Thursday, February 27, 2014

Wildflower Wednesday

Oy, I just remembered! Wildflower Wednesday! Since this post is a look back at the NC Botanical Garden in the spring of last year, I figured why not join in, even if this post is (very) late.

The layout of the NC Botanical Garden has changed quite a bit with the addition of the big new education center, but one still enters the garden through the metal sculpture cattail gate. On the left is the Coastal region garden and the Totten Center, and to the right the herb and medicinal garden.

Fringe tree and Southern Wood Fern in front of the herbal garden. I love this fern and don't know why it's not in my garden. It's a magnificent fern. * All pictures are from April 2013 unless otherwise noted. *

White and blue baptisia in front of the herb garden.

Fothergilla in one of the central beds between the Totten Center and the herb Garden, not quite in bloom. I think one of the reasons I haven't bought a fothergilla yet (or, to be totally honest, bought another one after killing the first) is they look a little odd in bloom to me, even more odd when they aren't all the way open. I should just forget about that and concentrate on how they look in summer and fall, and also better appreciate how they look in the spring.

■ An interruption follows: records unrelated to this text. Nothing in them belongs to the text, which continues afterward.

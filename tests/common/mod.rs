//! Shared test fixtures and utilities for integration tests.
//!
//! # Available Fixtures
//!
//! - `example_records`: the two-record "Parallel Reduction" / "Parallel Loop" set
//! - `fixture_records`: records parsed from `tests/fixtures/search_index.js`
//! - `fixture_state`: a [`SearchState`] initialized with `fixture_records`
//!
//! [`TempPayload`] writes ad-hoc payloads to disk for loader tests.

use documenter_search::{DocRecord, SearchState, load_records};
use rstest::fixture;
use std::path::{Path, PathBuf};
use tempfile::TempDir;

/// Number of records in the fixture payload.
#[allow(dead_code)] // Used across different integration test crates
pub const FIXTURE_RECORDS: usize = 14;

/// Number of fixture records without a location.
#[allow(dead_code)]
pub const FIXTURE_SKIPPED: usize = 1;

/// Returns the path of the fixture payload.
pub fn fixture_path() -> PathBuf {
    PathBuf::from(env!("CARGO_MANIFEST_DIR")).join("tests/fixtures/search_index.js")
}

/// The two-record example set used throughout the search tests.
#[fixture]
#[allow(dead_code)]
pub fn example_records() -> Vec<DocRecord> {
    vec![
        DocRecord::new(0, "/a", "Parallel Reduction", "floop reduce"),
        DocRecord::new(1, "/b", "Parallel Loop", "floop executor"),
    ]
}

/// Records parsed from the fixture payload.
#[fixture]
#[allow(dead_code)]
pub fn fixture_records() -> Vec<DocRecord> {
    documenter_search::tracing::init(documenter_search::tracing::LogFormat::Compact);
    load_records(&fixture_path()).expect("Failed to load fixture payload")
}

/// A search state loaded with the fixture payload.
#[fixture]
#[allow(dead_code)]
pub fn fixture_state(fixture_records: Vec<DocRecord>) -> SearchState {
    let state = SearchState::default();
    state.init(fixture_records);
    state
}

/// A payload file in a temporary directory, removed on drop.
#[allow(dead_code)] // Methods used across different integration test crates
pub struct TempPayload {
    _temp: TempDir,
    path: PathBuf,
}

#[allow(dead_code)]
impl TempPayload {
    /// Writes `contents` to `search_index.js` in a fresh temp directory.
    pub fn new(contents: &str) -> Self {
        let temp = TempDir::new().expect("Failed to create temp directory");
        let path = temp.path().join("search_index.js");
        std::fs::write(&path, contents).expect("Failed to write payload");
        Self { _temp: temp, path }
    }

    pub fn path(&self) -> &Path {
        &self.path
    }
}
//! Full-text search over documentation records.
//!
//! This module provides tokenization, inverted indexing, field-weighted
//! scoring, and ranked query evaluation with snippets.

// Module declarations
pub(crate) mod index;
pub(crate) mod query;
pub(crate) mod scoring;
pub(crate) mod snippet;
pub(crate) mod tokenize;

// Public re-exports (used via lib.rs)
pub use index::{BuildReport, DocId, Field, Index, IndexBuilder, Posting, PostingList};
pub use query::{QueryTerms, ScoredResult, TermSuggestion, search};
pub use tokenize::{Token, Tokenizer};
//! Inverted index over documentation records.

use crate::config::SearchConfig;
use crate::record::DocRecord;
use ahash::AHashMap;
use serde::Serialize;
use std::sync::Arc;

use super::tokenize::Tokenizer;

/// Position of a record inside an [`Index`]. Assigned in insertion order.
pub type DocId = u32;

/// Record field a term occurrence came from.
#[derive(Debug, Clone, Copy, PartialEq, Eq, Hash, PartialOrd, Ord, Serialize)]
#[serde(rename_all = "lowercase")]
pub enum Field {
    Title,
    Text,
}

/// Occurrences of one term in one field of one record.
#[derive(Debug, Clone, Copy, PartialEq, Eq, Serialize)]
pub struct Posting {
    pub doc: DocId,
    pub frequency: u32,
    pub field: Field,
}

/// Postings of a single term, ordered by `(doc, field)`.
#[derive(Debug, Clone, Default, PartialEq, Eq)]
pub struct PostingList {
    postings: Vec<Posting>,
}

impl PostingList {
    pub fn postings(&self) -> &[Posting] {
        &self.postings
    }

    /// Number of distinct records containing the term.
    pub fn document_frequency(&self) -> usize {
        let mut count = 0;
        let mut last = None;
        for posting in &self.postings {
            if last != Some(posting.doc) {
                count += 1;
                last = Some(posting.doc);
            }
        }
        count
    }

    fn push(&mut self, posting: Posting) {
        debug_assert!(
            self.postings
                .last()
                .is_none_or(|last| (last.doc, last.field) < (posting.doc, posting.field)),
            "postings must be appended in (doc, field) order"
        );
        self.postings.push(posting);
    }
}

/// Outcome of building an index from a record batch.
#[derive(Debug, Clone, Copy, Default, PartialEq, Eq, Serialize)]
pub struct BuildReport {
    /// Records that were accepted into the index
    pub indexed: usize,
    /// Malformed records that were dropped
    pub skipped: usize,
}

/// A read-only searchable index.
///
/// Owns its posting lists exclusively. Records are reference counted so result
/// consumers can hold on to them independently of the index.
pub struct Index {
    /// Map from normalized term to its postings
    terms: AHashMap<String, PostingList>,
    /// All terms in lexicographic order, for prefix lookup
    sorted_terms: Vec<String>,
    /// Accepted records, indexed by [`DocId`]
    records: Vec<Arc<DocRecord>>,
    tokenizer: Tokenizer,
    config: SearchConfig,
}

impl std::fmt::Debug for Index {
    fn fmt(&self, f: &mut std::fmt::Formatter<'_>) -> std::fmt::Result {
        f.debug_struct("Index")
            .field("term_count", &self.term_count())
            .field("document_count", &self.document_count())
            .field("tokenizer", &self.tokenizer)
            .finish_non_exhaustive()
    }
}

impl Index {
    /// Builds an index with the default configuration.
    pub fn build(records: impl IntoIterator<Item = DocRecord>) -> (Self, BuildReport) {
        Self::build_with(records, SearchConfig::default())
    }

    /// Builds an index with the given configuration.
    pub fn build_with(
        records: impl IntoIterator<Item = DocRecord>,
        config: SearchConfig,
    ) -> (Self, BuildReport) {
        let mut builder = IndexBuilder::new(config);
        for record in records {
            builder.add(record);
        }
        builder.finalize()
    }

    /// Postings of an exact (already normalized) term.
    pub fn postings(&self, term: &str) -> Option<&PostingList> {
        self.terms.get(term)
    }

    /// All indexed terms starting with `prefix`, in lexicographic order.
    pub fn terms_with_prefix<'a>(
        &'a self,
        prefix: &str,
    ) -> impl Iterator<Item = (&'a str, &'a PostingList)> {
        let start = self
            .sorted_terms
            .partition_point(|term| term.as_str() < prefix);
        self.sorted_terms[start..]
            .iter()
            .take_while(move |term| term.starts_with(prefix))
            .filter_map(move |term| self.terms.get(term).map(|list| (term.as_str(), list)))
    }

    /// All indexed terms in lexicographic order.
    pub fn terms(&self) -> impl Iterator<Item = &str> {
        self.sorted_terms.iter().map(String::as_str)
    }

    /// The `n` terms found in the most records, most frequent first.
    pub fn top_terms(&self, n: usize) -> Vec<(&str, usize)> {
        let mut counts: Vec<_> = self
            .sorted_terms
            .iter()
            .filter_map(|term| {
                self.terms
                    .get(term)
                    .map(|list| (term.as_str(), list.document_frequency()))
            })
            .collect();
        // Stable sort keeps lexicographic order among equal counts
        counts.sort_by(|(_, a), (_, b)| b.cmp(a));
        counts.truncate(n);
        counts
    }

    pub fn record(&self, doc: DocId) -> Option<&Arc<DocRecord>> {
        self.records.get(doc as usize)
    }

    pub fn records(&self) -> &[Arc<DocRecord>] {
        &self.records
    }

    pub fn tokenizer(&self) -> &Tokenizer {
        &self.tokenizer
    }

    pub fn config(&self) -> &SearchConfig {
        &self.config
    }

    /// Get the number of unique terms in the index
    pub fn term_count(&self) -> usize {
        self.terms.len()
    }

    /// Get the number of documents in the index
    pub fn document_count(&self) -> usize {
        self.records.len()
    }
}

/// Accumulates postings record by record, then produces an [`Index`].
#[derive(Debug)]
pub struct IndexBuilder {
    terms: AHashMap<String, PostingList>,
    records: Vec<Arc<DocRecord>>,
    skipped: usize,
    tokenizer: Tokenizer,
    config: SearchConfig,
}

impl Default for IndexBuilder {
    fn default() -> Self {
        Self::new(SearchConfig::default())
    }
}

impl IndexBuilder {
    pub fn new(config: SearchConfig) -> Self {
        Self {
            terms: AHashMap::default(),
            records: Vec::new(),
            skipped: 0,
            tokenizer: Tokenizer::new(&config),
            config,
        }
    }

    /// Indexes one record. Returns `false` if the record was malformed and skipped.
    pub fn add(&mut self, record: DocRecord) -> bool {
        if let Some(reason) = record.defect() {
            tracing::debug!(
                "Skipping record {} ({:?}): {}",
                record.id,
                record.location,
                reason
            );
            self.skipped += 1;
            return false;
        }

        let Ok(doc) = DocId::try_from(self.records.len()) else {
            tracing::warn!("Index is full, skipping record {}", record.id);
            self.skipped += 1;
            return false;
        };

        // Title before text keeps every posting list in (doc, field) order
        self.add_terms(&record.title, doc, Field::Title);
        self.add_terms(&record.text, doc, Field::Text);
        self.records.push(Arc::new(record));
        true
    }

    /// Counts term frequencies in one field and appends a posting per distinct term.
    fn add_terms(&mut self, text: &str, doc: DocId, field: Field) {
        let words = self.tokenizer.tokenize(text);

        let mut word_counts: AHashMap<String, u32> = AHashMap::with_capacity(words.len());
        for word in words {
            *word_counts.entry(word).or_insert(0) += 1;
        }

        for (word, frequency) in word_counts {
            self.terms.entry(word).or_default().push(Posting {
                doc,
                frequency,
                field,
            });
        }
    }

    /// Freezes the accumulated postings into a searchable index.
    pub fn finalize(self) -> (Index, BuildReport) {
        let start = std::time::Instant::now();

        let mut sorted_terms: Vec<String> = self.terms.keys().cloned().collect();
        sorted_terms.sort_unstable();

        let report = BuildReport {
            indexed: self.records.len(),
            skipped: self.skipped,
        };

        let index = Index {
            terms: self.terms,
            sorted_terms,
            records: self.records,
            tokenizer: self.tokenizer,
            config: self.config,
        };

        tracing::info!(
            "Built search index: {} unique terms, {} documents, {} skipped in {:?}",
            index.term_count(),
            report.indexed,
            report.skipped,
            start.elapsed()
        );

        (index, report)
    }
}

#[cfg(test)]
mod tests {
    use super::*;
    use assert2::{check, let_assert};

    fn records() -> Vec<DocRecord> {
        vec![
            DocRecord::new(0, "/a", "Parallel Reduction", "floop reduce reduce"),
            DocRecord::new(1, "/b", "Parallel Loop", "floop executor"),
        ]
    }

    #[test]
    fn test_postings_track_field_and_frequency() {
        let (index, report) = Index::build(records());
        check!(report == BuildReport { indexed: 2, skipped: 0 });

        let_assert!(Some(reduce) = index.postings("reduce"));
        let expected = [Posting {
            doc: 0,
            frequency: 2,
            field: Field::Text,
        }];
        check!(reduce.postings() == expected);

        let_assert!(Some(parallel) = index.postings("parallel"));
        check!(parallel.document_frequency() == 2);
        check!(parallel.postings().iter().all(|p| p.field == Field::Title));
    }

    #[test]
    fn test_same_term_in_both_fields() {
        let (index, _) = Index::build([DocRecord::new(0, "/c", "Loop", "a loop over loop bodies")]);
        let_assert!(Some(list) = index.postings("loop"));
        check!(list.postings().len() == 2);
        check!(list.postings()[0].field == Field::Title);
        check!(list.postings()[0].frequency == 1);
        check!(list.postings()[1].field == Field::Text);
        check!(list.postings()[1].frequency == 2);
        check!(list.document_frequency() == 1);
    }

    #[test]
    fn test_malformed_records_skipped_not_fatal() {
        let mut input = records();
        input.insert(
            1,
            DocRecord {
                location: None,
                ..DocRecord::new(7, "", "No location", "text")
            },
        );
        input.push(DocRecord::new(8, "/empty", "", ""));

        let (index, report) = Index::build(input);
        check!(report == BuildReport { indexed: 2, skipped: 2 });
        check!(index.document_count() == 2);
        // DocIds are dense over accepted records only
        check!(index.record(1).map(|r| r.id) == Some(1));
        check!(index.postings("location").is_none());
    }

    #[test]
    fn test_every_posting_refers_to_a_record() {
        let (index, _) = Index::build(records());
        for term in index.terms() {
            let_assert!(Some(list) = index.postings(term));
            for posting in list.postings() {
                check!(index.record(posting.doc).is_some());
            }
        }
    }

    #[test]
    fn test_terms_with_prefix() {
        let (index, _) = Index::build(records());
        let terms: Vec<&str> = index.terms_with_prefix("re").map(|(t, _)| t).collect();
        check!(terms == vec!["reduce", "reduction"]);
        check!(index.terms_with_prefix("zzz").next().is_none());
    }

    #[test]
    fn test_top_terms() {
        let (index, _) = Index::build(records());
        let top = index.top_terms(2);
        check!(top == vec![("floop", 2), ("parallel", 2)]);
    }

    #[test]
    fn test_empty_input() {
        let (index, report) = Index::build(Vec::new());
        check!(report == BuildReport::default());
        check!(index.term_count() == 0);
        check!(index.document_count() == 0);
    }

    #[test]
    fn test_index_is_send_and_sync() {
        fn assert_send_sync<T: Send + Sync>() {}
        assert_send_sync::<Index>();
    }
}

As a reminder to self, fothergilla fall color on the UNC campus:

Next to the Totten Center there is a swath of Woodland Phlox and
Yellowroot with a mix of other perennials and native grasses.

Most of the phlox is a cool pale blue while some are almost purple. I want to know how their wild grasses look so charming and graceful while mine just look like weeds. I need to order some of their woodland grass seeds next month when their list comes out. The seedheads below look a little like Eragrostis and they have offered E. spectabilis seeds in the past, but their lists says that blooms in the summer and likes a hot dry sunny habitat.

Woodland Phlox with Green Coneflower

Sweet Betsy in the medicinal garden. Its fragrance is delicious.

Geranium maculatum with Lilly-of-the-valley

On the other side of Totten Center is the bog garden, full of Pitcher Plant blooms.

The groundcover is cranberry.

Picture from August 2011.
This is Large Cranberry (Oxycoccus macrocarpon), the species
grown commercially for holiday cranberries and cranberry juice.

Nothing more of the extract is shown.